Occurring on Kermadec Islands from sea level to c. 150 m; on the North I. from near sea level to 450 m (Whirinaki Forest, S Auckland L.D.). On Raoul I. (Kermadecs) this species is often collected in a variety of mostly modified vegetation types, including underneath Mysore thorn (Caesalpinia decapetala); it is often associated with Racopilum cuspidigerum var. convolutaceum. The majority of the North I. collections are from either damp hollows or damp sites adjacent to streams and probably subject to periodic flooding. There is little constancy in associated vegetation types; they include native forest (with kahikatea, taraire, etc.), mixed bracken and Phormium, and adventive grasses. The indicated substrates were soil and rotten logs.

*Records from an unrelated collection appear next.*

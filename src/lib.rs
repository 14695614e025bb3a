//! fmalloc - A Region-Based `malloc` Replacement
//!
//! Drop-in replacement for the C heap API (`malloc`, `free`, `realloc`,
//! `calloc`), plus two read-only introspection routines
//! ([`show_alloc_mem`](introspect::show_alloc_mem) and
//! [`show_alloc_mem_ex`](introspect::show_alloc_mem_ex)). Built as a
//! `cdylib` so it can be `LD_PRELOAD`ed into an unmodified process, and as
//! an `rlib` so it can be exercised directly by its own test suite.
//!
//! Allocations never touch the libc heap: every byte comes from an
//! anonymous OS mapping acquired through [`heap::provider`]. Four layers,
//! leaves first:
//!
//! - [`heap::provider`] — OS mapping acquire/release.
//! - [`heap::region`] — one arena, carved into Tiny, Small, or Large.
//! - [`heap::block`] — the intrusive free list inside an arena.
//! - [`heap::registry`] — the single global lock and region list.
//!
//! [`api`] is the public C ABI surface; [`introspect`] reports on the
//! same state read-only.

pub mod api;
pub mod config;
pub mod error;
pub mod heap;
pub mod introspect;
pub mod logging;

pub use api::{calloc, free, malloc, realloc};
pub use introspect::{show_alloc_mem, show_alloc_mem_ex};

Beever et al. (1996) discussed the typification of the synonymous Hypnum trachypelma Müll.Hal. Material reported by Sykes (1977) from the Kermadecs as Rhynchostegiella vitiensis Dixon [Proc. Linn. Soc. New South Wales 55: 300, 1930] was tentatively referred to E. speciosum by Beever et al. (1996). There are three sterile specimens in herb. J.E. Beever from N Auckland L.D. that have branch leaves more lanceolate and plicate when dry than the other N.Z. material.

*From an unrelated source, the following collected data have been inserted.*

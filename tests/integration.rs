//! End-to-end scenarios exercised through the public C ABI only.

use fmalloc::{calloc, free, malloc, realloc};
use std::os::raw::c_void;

#[test]
fn realloc_preserves_prefix_and_grows() {
    unsafe {
        let p = malloc(64) as *mut u8;
        assert!(!p.is_null());
        let hello = b"hello";
        p.copy_from_nonoverlapping(hello.as_ptr(), hello.len());

        let q = realloc(p as *mut c_void, 128) as *mut u8;
        assert!(!q.is_null());
        let got = std::slice::from_raw_parts(q, hello.len());
        assert_eq!(got, hello);

        free(q as *mut c_void);
    }
}

#[test]
fn calloc_array_is_all_zero() {
    unsafe {
        let count = 10usize;
        let elem = std::mem::size_of::<i32>();
        let p = calloc(count, elem) as *mut i32;
        assert!(!p.is_null());
        for i in 0..count {
            assert_eq!(*p.add(i), 0);
        }
        free(p as *mut c_void);
    }
}

#[test]
fn two_large_allocations_free_independently() {
    unsafe {
        let a = malloc(2048);
        let b = malloc(4096);
        assert!(!a.is_null());
        assert!(!b.is_null());
        free(a);
        free(b);
    }
}

#[test]
fn many_small_allocations_reuse_regions() {
    unsafe {
        let mut pointers = Vec::with_capacity(200);
        for _ in 0..200 {
            let p = malloc(64);
            assert!(!p.is_null());
            pointers.push(p);
        }
        for p in pointers {
            free(p);
        }
    }
}

#[test]
fn double_free_is_a_silent_noop() {
    unsafe {
        let p = malloc(100);
        assert!(!p.is_null());
        free(p);
        free(p);
    }
}

#[test]
fn free_of_interior_pointer_is_ignored_and_owner_still_freeable() {
    unsafe {
        let p = malloc(100) as *mut u8;
        let interior = p.add(10) as *mut c_void;
        free(interior);
        free(p as *mut c_void);
    }
}

#[test]
fn size_class_boundaries_are_respected() {
    unsafe {
        let tiny = malloc(128);
        let small_low = malloc(129);
        let small_high = malloc(1024);
        let large = malloc(1025);
        assert!(!tiny.is_null());
        assert!(!small_low.is_null());
        assert!(!small_high.is_null());
        assert!(!large.is_null());
        free(tiny);
        free(small_low);
        free(small_high);
        free(large);
    }
}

The relationship between the present species and the widely distributed northern hemisphere E. hians (Hedw.) Sande Lac. [Ann. Mus. Bot. Lugduno-Batavi 2: 299, 1866] is unclear and beyond the scope of this eFlora treatment. All fruiting N.Z. material is either synoicous or autoicous (or polyoicous?) and thus conforms with the sexuality of E. speciosum given in European floras (cf. Limpricht 1895–1903; Smith 2004). There are, however, several sterile N.Z. collections that are probably dioicous (which is the sexual state of E. hians in central Europe, fide Limpricht 1895–1903) and eastern North America (fide Crum & Anderson 1981). I can find no other morphological differences between the limited North American material of E. hians studied (including S. Rapp 61, CHR 649698) and confirmed NZ material of E. speciosum.
No comparison has been made of E. speciosum to E. laevisetum Geh. of eastern Australia. Apart from alleged differences in sexuality, the dioicous E. laevisetum is distinguished from the present species by Hedenäs (2002) by a series of overlapping quantitative characters that are not fully convincing.